Saved data entries:
**********

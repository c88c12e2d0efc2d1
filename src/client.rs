//! HTTP client for callers of the analysis service.
//!
//! Conversational front-ends upload raw text and show the returned envelope to the user; this
//! client covers that hand-off. It is synchronous from the caller's point of view: one request,
//! one response, no retries.

use crate::analysis::{AnalysisRequest, AnalysisResult, ErrorEnvelope, HealthStatus};
use reqwest::{Client, StatusCode};
use thiserror::Error;

/// Errors raised while talking to the analysis service.
#[derive(Debug, Error)]
pub enum ClientRequestError {
    /// The HTTP client could not be constructed.
    #[error("failed to build HTTP client: {0}")]
    Build(#[source] reqwest::Error),
    /// The service could not be reached.
    #[error("failed to reach analysis service at {url}: {source}")]
    Transport {
        /// Endpoint that was contacted.
        url: String,
        /// Underlying transport failure.
        #[source]
        source: reqwest::Error,
    },
    /// The service answered with a non-success status.
    #[error("analysis service returned {status}: {error} ({message})")]
    Status {
        /// HTTP status code.
        status: StatusCode,
        /// Error label from the envelope.
        error: String,
        /// Human-readable message from the envelope.
        message: String,
    },
    /// The response body did not match the expected shape.
    #[error("malformed response from analysis service: {0}")]
    InvalidResponse(String),
}

/// Thin client over `GET /health` and `POST /documents/analyze`.
#[derive(Debug, Clone)]
pub struct AnalyzerClient {
    http: Client,
    base_url: String,
}

impl AnalyzerClient {
    /// Build a client targeting `base_url` (for example `http://127.0.0.1:5000`).
    pub fn new(base_url: impl Into<String>) -> Result<Self, ClientRequestError> {
        let http = Client::builder()
            .user_agent("docinsight-client")
            .build()
            .map_err(ClientRequestError::Build)?;
        Ok(Self {
            http,
            base_url: base_url.into().trim_end_matches('/').to_string(),
        })
    }

    /// Base URL requests are sent to.
    pub fn base_url(&self) -> &str {
        &self.base_url
    }

    fn endpoint(&self, path: &str) -> String {
        format!("{}{path}", self.base_url)
    }

    /// Check service liveness.
    pub async fn health(&self) -> Result<HealthStatus, ClientRequestError> {
        let url = self.endpoint("/health");
        let response = self
            .http
            .get(&url)
            .send()
            .await
            .map_err(|source| ClientRequestError::Transport { url, source })?;
        decode(response).await
    }

    /// Submit a document for analysis.
    pub async fn analyze(
        &self,
        request: &AnalysisRequest,
    ) -> Result<AnalysisResult, ClientRequestError> {
        let url = self.endpoint("/documents/analyze");
        tracing::debug!(url = %url, chars = request.content.chars().count(), "Submitting document");
        let response = self
            .http
            .post(&url)
            .json(request)
            .send()
            .await
            .map_err(|source| ClientRequestError::Transport { url, source })?;
        decode(response).await
    }
}

async fn decode<T>(response: reqwest::Response) -> Result<T, ClientRequestError>
where
    T: serde::de::DeserializeOwned,
{
    let status = response.status();
    if !status.is_success() {
        let body = response.text().await.unwrap_or_default();
        let envelope = match serde_json::from_str::<ErrorEnvelope>(&body) {
            Ok(envelope) => envelope,
            Err(_) => ErrorEnvelope {
                error: status
                    .canonical_reason()
                    .unwrap_or("unexpected status")
                    .to_string(),
                message: body,
            },
        };
        return Err(ClientRequestError::Status {
            status,
            error: envelope.error,
            message: envelope.message,
        });
    }

    response.json().await.map_err(|error| {
        ClientRequestError::InvalidResponse(format!("failed to decode response body: {error}"))
    })
}

#[cfg(test)]
mod tests {
    use super::*;
    use httpmock::{
        Method::{GET, POST},
        MockServer,
    };
    use serde_json::json;

    #[tokio::test]
    async fn health_decodes_status_body() {
        let server = MockServer::start_async().await;
        let mock = server
            .mock_async(|when, then| {
                when.method(GET).path("/health");
                then.status(200)
                    .json_body(json!({ "status": "healthy", "message": "Server is running" }));
            })
            .await;

        let client = AnalyzerClient::new(format!("{}/", server.base_url())).expect("client");
        let status = client.health().await.expect("health");

        mock.assert();
        assert_eq!(status, HealthStatus::healthy());
    }

    #[tokio::test]
    async fn analyze_posts_content_and_labels() {
        let server = MockServer::start_async().await;
        let mock = server
            .mock_async(|when, then| {
                when.method(POST)
                    .path("/documents/analyze")
                    .json_body(json!({ "content": "Texto.", "title": "Acta" }));
                then.status(200).json_body(json!({
                    "section": "N/A",
                    "title": "Acta",
                    "summary": "Texto.",
                    "key_points": ["a", "b", "c", "d"]
                }));
            })
            .await;

        let client = AnalyzerClient::new(server.base_url()).expect("client");
        let request = AnalysisRequest {
            title: Some("Acta".into()),
            ..AnalysisRequest::new("Texto.")
        };
        let result = client.analyze(&request).await.expect("analysis");

        mock.assert();
        assert_eq!(result.title, "Acta");
        assert_eq!(result.key_points.len(), 4);
    }

    #[tokio::test]
    async fn analyze_surfaces_error_envelope() {
        let server = MockServer::start_async().await;
        server
            .mock_async(|when, then| {
                when.method(POST).path("/documents/analyze");
                then.status(400).json_body(json!({
                    "error": "No content provided",
                    "message": "Se requiere el campo 'content'"
                }));
            })
            .await;

        let client = AnalyzerClient::new(server.base_url()).expect("client");
        let error = client
            .analyze(&AnalysisRequest::new(""))
            .await
            .expect_err("client error");

        match error {
            ClientRequestError::Status {
                status,
                error,
                message,
            } => {
                assert_eq!(status, StatusCode::BAD_REQUEST);
                assert_eq!(error, "No content provided");
                assert_eq!(message, "Se requiere el campo 'content'");
            }
            other => panic!("unexpected error: {other:?}"),
        }
    }

    #[tokio::test]
    async fn non_json_error_bodies_are_kept_as_message() {
        let server = MockServer::start_async().await;
        server
            .mock_async(|when, then| {
                when.method(GET).path("/health");
                then.status(502).body("bad gateway");
            })
            .await;

        let client = AnalyzerClient::new(server.base_url()).expect("client");
        let error = client.health().await.expect_err("status error");
        assert!(matches!(
            error,
            ClientRequestError::Status { status, ref message, .. }
                if status == StatusCode::BAD_GATEWAY && message == "bad gateway"
        ));
    }
}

**********

◆ **EXERCISE REQUIREMENTS**:
Transcribe every record above exactly as written.

◆ **REPLY**:
repository c88c12e2d0efc2d1
filename src/client.rs
//! HTTP client for callers of the analysis service.
//!
//! Conversational front-ends upload raw text and show the returned envelope to the user; this
//! client covers that hand-off. It is synchronous from the caller's point of view: one request,
//! one response, no retries.

use crate::analysis::{AnalysisRequest, AnalysisResult, ErrorEnvelope, HealthStatus};
use reqwest::{Client, StatusCode};
use thiserror::Error;

/// Errors raised while talking to the analysis service.
#[derive(Debug, Error)]
pub enum ClientRequestError {
    /// The HTTP client could not be constructed.
    #[error("failed to build HTTP client: {0}")]
    Build(#[source] reqwest::Error),
    /// The service could not be reached.
    #[error("failed to reach analysis service at {url}: {source}")]
    Transport {
        /// Endpoint that was contacted.
        url: String,
        /// Underlying transport failure.
        #[source]
        source: reqwest::Error,
    },
    /// The service answered with a non-success status.
    #[error("analysis service returned {status}: {error} ({message})")]
    Status {
        /// HTTP status code.
        status: StatusCode,
        /// Error label from the envelope.
        error: String,
        /// Human-readable message from the envelope.
        message: String,
    },
    /// The response body did not match the expected shape.
    #[error("malformed response from analysis service: {0}")]
    InvalidResponse(String),
}

/// Thin client over `GET /health` and `POST /documents/analyze`.
#[derive(Debug, Clone)]
pub struct AnalyzerClient {
    http: Client,
    base_url: String,
}

impl AnalyzerClient {
    /// Build a client targeting `base_url` (for example `http://127.0.0.1:5000`).
    pub fn new(base_url: impl Into<String>) -> Result<Self, ClientRequestError> {
        let http = Client::builder()
            .user_agent("docinsight-client")
            .build()
            .map_err(ClientRequestError::Build)?;
        Ok(Self {
            http,
            base_url: base_url.into().trim_end_matches('/').to_string(),
        })
    }

    /// Base URL requests are sent to.
    pub fn base_url(&self) -> &str {
        &self.base_url
    }

    fn endpoint(&self, path: &str) -> String {
        format!("{}{path}", self.base_url)
    }

    /// Check service liveness.
    pub async fn health(&self) -> Result<HealthStatus, ClientRequestError> {
        let url = self.endpoint("/health");
        let response = self
            .http
            .get(&url)
            .send()
            .await
            .map_err(|source| ClientRequestError::Transport { url, source })?;
        decode(response).await
    }

    /// Submit a document for analysis.
    pub async fn analyze(
        &self,
        request: &AnalysisRequest,
    ) -> Result<AnalysisResult, ClientRequestError> {
        let url = self.endpoint("/documents/analyze");
        tracing::debug!(url = %url, chars = request.content.chars().count(), "Submitting document");
        let response = self
            .http
            .post(&url)
            .json(request)
            .send()
            .await
            .map_err(|source| ClientRequestError::Transport { url, source })?;
        decode(response).await
    }
}

async fn decode<T>(response: reqwest::Response) -> Result<T, ClientRequestError>
where
    T: serde::de::DeserializeOwned,
{
    let status = response.status();
    if !status.is_success() {
        let body = response.text().await.unwrap_or_default();
        let envelope = match serde_json::from_str::<ErrorEnvelope>(&body) {
            Ok(envelope) => envelope,
            Err(_) => ErrorEnvelope {
                error: status
                    .canonical_reason()
                    .unwrap_or("unexpected status")
                    .to_string(),
                message: body,
            },
        };
        return Err(ClientRequestError::Status {
            status,
            error: envelope.error,
            message: envelope.message,
        });
    }

    response.json().await.map_err(|error| {
        ClientRequestError::InvalidResponse(format!("failed to decode response body: {error}"))
    })
}

#[cfg(test)]
mod tests {
    use super::*;
    use httpmock::{
        Method::{GET, POST},
        MockServer,
    };
    use serde_json::json;

    #[tokio::test]
    async fn health_decodes_status_body() {
        let server = MockServer::start_async().await;
        let mock = server
            .mock_async(|when, then| {
                when.method(GET).path("/health");
                then.status(200)
                    .json_body(json!({ "status": "healthy", "message": "Server is running" }));
            })
            .await;

        let client = AnalyzerClient::new(format!("{}/", server.base_url())).expect("client");
        let status = client.health().await.expect("health");

        mock.assert();
        assert_eq!(status, HealthStatus::healthy());
    }

    #[tokio::test]
    async fn analyze_posts_content_and_labels() {
        let server = MockServer::start_async().await;
        let mock = server
            .mock_async(|when, then| {
                when.method(POST)
                    .path("/documents/analyze")
                    .json_body(json!({ "content": "Texto.", "title": "Acta" }));
                then.status(200).json_body(json!({
                    "section": "N/A",
                    "title": "Acta",
                    "summary": "Texto.",
                    "key_points": ["a", "b", "c", "d"]
                }));
            })
            .await;

        let client = AnalyzerClient::new(server.base_url()).expect("client");
        let request = AnalysisRequest {
            title: Some("Acta".into()),
            ..AnalysisRequest::new("Texto.")
        };
        let result = client.analyze(&request).await.expect("analysis");

        mock.assert();
        assert_eq!(result.title, "Acta");
        assert_eq!(result.key_points.len(), 4);
    }

    #[tokio::test]
    async fn analyze_surfaces_error_envelope() {
        let server = MockServer::start_async().await;
        server
            .mock_async(|when, then| {
                when.method(POST).path("/documents/analyze");
                then.status(400).json_body(json!({
                    "error": "No content provided",
                    "message": "Se requiere el campo 'content'"
                }));
            })
            .await;

        let client = AnalyzerClient::new(server.base_url()).expect("client");
        let error = client
            .analyze(&AnalysisRequest::new(""))
            .await
            .expect_err("client error");

        match error {
            ClientRequestError::Status {
                status,
                error,
                message,
            } => {
                assert_eq!(status, StatusCode::BAD_REQUEST);
                assert_eq!(error, "No content provided");
                assert_eq!(message, "Se requiere el campo 'content'");
            }
            other => panic!("unexpected error: {other:?}"),
        }
    }

    #[tokio::test]
    async fn non_json_error_bodies_are_kept_as_message() {
        let server = MockServer::start_async().await;
        server
            .mock_async(|when, then| {
                when.method(GET).path("/health");
                then.status(502).body("bad gateway");
            })
            .await;

        let client = AnalyzerClient::new(server.base_url()).expect("client");
        let error = client.health().await.expect_err("status error");
        assert!(matches!(
            error,
            ClientRequestError::Status { status, ref message, .. }
                if status == StatusCode::BAD_GATEWAY && message == "bad gateway"
        ));
    }
}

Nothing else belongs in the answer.